--- What the task requires ---
Search each line below for the word "return" and list those that contain it.

--- Records supplied ---
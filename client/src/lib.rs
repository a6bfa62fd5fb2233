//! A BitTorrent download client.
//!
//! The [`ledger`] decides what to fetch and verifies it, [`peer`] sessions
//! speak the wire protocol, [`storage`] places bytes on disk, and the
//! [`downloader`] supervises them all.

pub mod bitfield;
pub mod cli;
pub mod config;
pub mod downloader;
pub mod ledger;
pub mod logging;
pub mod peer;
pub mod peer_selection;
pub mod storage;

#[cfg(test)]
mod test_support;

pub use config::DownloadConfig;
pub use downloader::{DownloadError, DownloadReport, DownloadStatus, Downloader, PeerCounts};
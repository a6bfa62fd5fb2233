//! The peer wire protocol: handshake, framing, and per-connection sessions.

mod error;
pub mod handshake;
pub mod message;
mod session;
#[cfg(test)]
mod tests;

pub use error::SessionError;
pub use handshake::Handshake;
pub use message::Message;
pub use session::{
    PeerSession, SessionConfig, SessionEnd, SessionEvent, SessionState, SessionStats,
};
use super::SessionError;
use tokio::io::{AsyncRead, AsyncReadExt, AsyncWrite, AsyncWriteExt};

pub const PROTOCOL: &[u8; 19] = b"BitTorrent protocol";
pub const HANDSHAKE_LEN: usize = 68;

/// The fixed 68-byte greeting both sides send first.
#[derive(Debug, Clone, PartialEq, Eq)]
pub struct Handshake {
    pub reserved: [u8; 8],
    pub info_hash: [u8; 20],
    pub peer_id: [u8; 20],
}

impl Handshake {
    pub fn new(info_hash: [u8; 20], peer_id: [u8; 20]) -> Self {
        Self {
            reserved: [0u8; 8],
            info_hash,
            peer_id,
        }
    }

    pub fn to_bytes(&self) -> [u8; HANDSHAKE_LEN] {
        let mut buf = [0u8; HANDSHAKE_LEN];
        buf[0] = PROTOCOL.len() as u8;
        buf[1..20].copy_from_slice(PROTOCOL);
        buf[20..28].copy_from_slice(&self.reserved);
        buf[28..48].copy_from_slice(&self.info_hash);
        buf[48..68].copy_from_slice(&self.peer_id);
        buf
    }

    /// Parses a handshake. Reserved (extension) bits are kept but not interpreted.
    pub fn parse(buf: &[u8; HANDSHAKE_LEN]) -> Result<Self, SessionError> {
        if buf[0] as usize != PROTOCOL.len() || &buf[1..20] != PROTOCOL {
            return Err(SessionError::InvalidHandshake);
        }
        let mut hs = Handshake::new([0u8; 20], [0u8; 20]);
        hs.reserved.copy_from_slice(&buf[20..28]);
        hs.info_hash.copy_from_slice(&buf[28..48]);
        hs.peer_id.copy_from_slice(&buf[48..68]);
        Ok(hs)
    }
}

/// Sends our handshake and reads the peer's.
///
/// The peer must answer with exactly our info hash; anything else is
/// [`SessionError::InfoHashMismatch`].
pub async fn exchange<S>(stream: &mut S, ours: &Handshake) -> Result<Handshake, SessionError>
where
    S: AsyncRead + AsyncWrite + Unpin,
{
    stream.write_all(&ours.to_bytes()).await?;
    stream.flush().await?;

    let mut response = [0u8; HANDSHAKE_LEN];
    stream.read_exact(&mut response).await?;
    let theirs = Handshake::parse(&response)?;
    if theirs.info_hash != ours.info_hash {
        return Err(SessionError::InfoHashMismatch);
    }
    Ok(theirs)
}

--- Solved problem ---
            return Err(SessionError::InvalidHandshake);
        return Err(SessionError::InfoHashMismatch);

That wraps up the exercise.